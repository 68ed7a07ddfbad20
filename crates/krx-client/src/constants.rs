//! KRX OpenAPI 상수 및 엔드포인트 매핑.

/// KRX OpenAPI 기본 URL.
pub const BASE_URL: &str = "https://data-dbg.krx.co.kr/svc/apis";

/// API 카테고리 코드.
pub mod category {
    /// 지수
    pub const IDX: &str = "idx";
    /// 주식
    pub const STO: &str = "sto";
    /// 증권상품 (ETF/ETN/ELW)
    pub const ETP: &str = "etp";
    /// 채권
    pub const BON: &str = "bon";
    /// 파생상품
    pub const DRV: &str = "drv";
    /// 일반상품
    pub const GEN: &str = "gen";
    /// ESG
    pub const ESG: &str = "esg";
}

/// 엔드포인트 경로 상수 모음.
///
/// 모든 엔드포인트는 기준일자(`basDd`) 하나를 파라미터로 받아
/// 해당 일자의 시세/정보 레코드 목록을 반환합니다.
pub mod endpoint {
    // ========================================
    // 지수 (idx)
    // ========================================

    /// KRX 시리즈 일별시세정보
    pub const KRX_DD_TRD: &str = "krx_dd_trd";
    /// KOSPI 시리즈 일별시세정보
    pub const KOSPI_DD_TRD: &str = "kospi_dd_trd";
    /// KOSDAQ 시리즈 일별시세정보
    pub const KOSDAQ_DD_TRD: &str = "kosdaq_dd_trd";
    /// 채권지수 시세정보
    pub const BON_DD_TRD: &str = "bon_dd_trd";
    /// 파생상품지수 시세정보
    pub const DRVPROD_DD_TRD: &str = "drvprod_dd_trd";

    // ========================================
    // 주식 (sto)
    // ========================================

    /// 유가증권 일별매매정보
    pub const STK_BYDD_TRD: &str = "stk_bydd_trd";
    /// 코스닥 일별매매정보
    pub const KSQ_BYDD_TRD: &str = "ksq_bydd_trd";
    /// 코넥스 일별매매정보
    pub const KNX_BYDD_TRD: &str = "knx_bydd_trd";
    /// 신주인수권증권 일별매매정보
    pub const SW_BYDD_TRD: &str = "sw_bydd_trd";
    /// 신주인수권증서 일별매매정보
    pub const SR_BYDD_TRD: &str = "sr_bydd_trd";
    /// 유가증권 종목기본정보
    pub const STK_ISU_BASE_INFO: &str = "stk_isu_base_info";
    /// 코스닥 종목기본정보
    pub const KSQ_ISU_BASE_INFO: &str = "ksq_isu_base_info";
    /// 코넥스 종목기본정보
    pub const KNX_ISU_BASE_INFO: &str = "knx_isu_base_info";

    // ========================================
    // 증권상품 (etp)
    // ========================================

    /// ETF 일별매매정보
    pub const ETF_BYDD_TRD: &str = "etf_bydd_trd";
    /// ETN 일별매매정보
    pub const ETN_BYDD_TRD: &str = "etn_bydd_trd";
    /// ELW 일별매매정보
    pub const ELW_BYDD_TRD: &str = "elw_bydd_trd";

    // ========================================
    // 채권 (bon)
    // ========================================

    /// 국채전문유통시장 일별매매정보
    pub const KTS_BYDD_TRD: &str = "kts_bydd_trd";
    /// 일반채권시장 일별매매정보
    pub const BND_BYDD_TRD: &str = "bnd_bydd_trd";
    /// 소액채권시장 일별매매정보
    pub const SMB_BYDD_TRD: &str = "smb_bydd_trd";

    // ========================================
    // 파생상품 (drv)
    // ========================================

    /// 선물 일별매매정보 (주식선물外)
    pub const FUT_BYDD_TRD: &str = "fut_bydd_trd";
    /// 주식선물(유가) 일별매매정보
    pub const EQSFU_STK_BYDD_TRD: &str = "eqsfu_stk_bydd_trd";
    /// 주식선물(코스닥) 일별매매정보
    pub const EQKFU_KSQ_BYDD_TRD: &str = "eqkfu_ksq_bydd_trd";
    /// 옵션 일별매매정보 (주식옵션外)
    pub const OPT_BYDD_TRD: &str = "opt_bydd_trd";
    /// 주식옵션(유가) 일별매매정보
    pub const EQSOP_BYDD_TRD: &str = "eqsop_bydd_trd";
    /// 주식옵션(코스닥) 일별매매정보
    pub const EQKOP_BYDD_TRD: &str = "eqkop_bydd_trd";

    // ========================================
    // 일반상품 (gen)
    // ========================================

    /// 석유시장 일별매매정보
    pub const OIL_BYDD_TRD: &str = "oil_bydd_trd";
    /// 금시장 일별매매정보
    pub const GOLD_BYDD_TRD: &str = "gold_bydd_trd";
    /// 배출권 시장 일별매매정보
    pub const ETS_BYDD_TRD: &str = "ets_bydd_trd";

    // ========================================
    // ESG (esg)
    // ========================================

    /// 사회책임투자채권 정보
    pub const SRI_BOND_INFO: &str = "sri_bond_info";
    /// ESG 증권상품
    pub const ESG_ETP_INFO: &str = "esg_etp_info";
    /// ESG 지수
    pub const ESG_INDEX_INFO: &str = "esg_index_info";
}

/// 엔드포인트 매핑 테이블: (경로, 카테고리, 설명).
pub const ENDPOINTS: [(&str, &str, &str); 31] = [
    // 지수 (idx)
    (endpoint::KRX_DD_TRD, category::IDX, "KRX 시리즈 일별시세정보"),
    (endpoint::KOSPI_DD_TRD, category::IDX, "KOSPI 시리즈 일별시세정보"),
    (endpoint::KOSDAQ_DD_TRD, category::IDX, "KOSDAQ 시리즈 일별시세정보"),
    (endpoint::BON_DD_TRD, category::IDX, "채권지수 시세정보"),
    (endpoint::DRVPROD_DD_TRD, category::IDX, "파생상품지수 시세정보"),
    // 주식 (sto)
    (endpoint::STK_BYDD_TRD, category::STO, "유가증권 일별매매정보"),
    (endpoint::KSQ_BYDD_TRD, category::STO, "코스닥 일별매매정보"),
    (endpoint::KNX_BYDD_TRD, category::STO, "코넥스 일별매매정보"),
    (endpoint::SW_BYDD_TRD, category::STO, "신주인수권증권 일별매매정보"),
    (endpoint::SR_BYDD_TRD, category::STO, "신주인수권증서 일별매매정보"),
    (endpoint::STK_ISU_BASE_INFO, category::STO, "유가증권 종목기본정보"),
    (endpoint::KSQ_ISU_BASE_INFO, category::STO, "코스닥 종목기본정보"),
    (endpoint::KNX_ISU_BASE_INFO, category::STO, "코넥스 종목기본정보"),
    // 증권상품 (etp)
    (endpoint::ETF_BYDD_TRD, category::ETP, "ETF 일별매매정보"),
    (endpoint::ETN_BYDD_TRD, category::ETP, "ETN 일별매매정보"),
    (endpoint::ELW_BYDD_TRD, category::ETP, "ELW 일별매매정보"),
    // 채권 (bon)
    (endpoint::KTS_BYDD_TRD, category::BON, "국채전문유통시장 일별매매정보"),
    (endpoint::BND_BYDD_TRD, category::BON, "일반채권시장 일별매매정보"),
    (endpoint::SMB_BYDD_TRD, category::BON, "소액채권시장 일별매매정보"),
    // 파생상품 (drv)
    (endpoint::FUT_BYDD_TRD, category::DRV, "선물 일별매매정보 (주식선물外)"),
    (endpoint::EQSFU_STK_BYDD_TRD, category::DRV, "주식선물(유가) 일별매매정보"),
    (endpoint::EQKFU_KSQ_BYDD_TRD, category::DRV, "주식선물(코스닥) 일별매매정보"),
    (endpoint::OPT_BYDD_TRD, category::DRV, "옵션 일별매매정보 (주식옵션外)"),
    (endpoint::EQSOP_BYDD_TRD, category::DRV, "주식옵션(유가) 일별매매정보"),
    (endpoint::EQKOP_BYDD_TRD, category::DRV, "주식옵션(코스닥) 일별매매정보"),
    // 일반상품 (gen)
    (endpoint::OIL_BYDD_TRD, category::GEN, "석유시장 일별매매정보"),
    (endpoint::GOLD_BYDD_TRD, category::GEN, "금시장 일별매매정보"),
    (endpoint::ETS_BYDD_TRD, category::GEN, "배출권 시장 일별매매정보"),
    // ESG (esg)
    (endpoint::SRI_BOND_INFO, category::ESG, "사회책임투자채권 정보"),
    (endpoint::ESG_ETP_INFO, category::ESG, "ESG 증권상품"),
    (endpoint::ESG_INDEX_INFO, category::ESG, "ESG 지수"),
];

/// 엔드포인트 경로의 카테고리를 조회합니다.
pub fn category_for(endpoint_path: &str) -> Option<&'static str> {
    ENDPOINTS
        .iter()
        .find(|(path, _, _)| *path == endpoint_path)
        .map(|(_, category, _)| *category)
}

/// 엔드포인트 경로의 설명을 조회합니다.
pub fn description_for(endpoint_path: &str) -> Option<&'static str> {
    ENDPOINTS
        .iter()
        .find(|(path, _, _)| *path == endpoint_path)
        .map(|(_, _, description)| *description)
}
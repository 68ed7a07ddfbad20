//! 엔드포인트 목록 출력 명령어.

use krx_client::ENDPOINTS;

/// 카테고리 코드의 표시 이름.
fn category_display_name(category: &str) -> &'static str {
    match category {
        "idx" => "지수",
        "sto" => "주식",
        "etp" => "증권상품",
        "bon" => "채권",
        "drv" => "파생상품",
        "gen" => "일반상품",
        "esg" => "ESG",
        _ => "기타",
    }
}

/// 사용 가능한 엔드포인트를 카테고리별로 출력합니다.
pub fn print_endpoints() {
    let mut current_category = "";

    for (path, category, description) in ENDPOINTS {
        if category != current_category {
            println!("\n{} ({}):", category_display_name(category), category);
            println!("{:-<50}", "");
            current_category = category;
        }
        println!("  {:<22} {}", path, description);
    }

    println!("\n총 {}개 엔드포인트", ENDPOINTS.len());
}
####
## Task directions
Using the material above, copy every line in which the string "종목기본정보" occurs.

## Exercise answer
    /// 유가증권 종목기본정보
    /// 코스닥 종목기본정보
    /// 코넥스 종목기본정보
    (endpoint::STK_ISU_BASE_INFO, category::STO, "유가증권 종목기본정보"),
    (endpoint::KSQ_ISU_BASE_INFO, category::STO, "코스닥 종목기본정보"),
    (endpoint::KNX_ISU_BASE_INFO, category::STO, "코넥스 종목기본정보"),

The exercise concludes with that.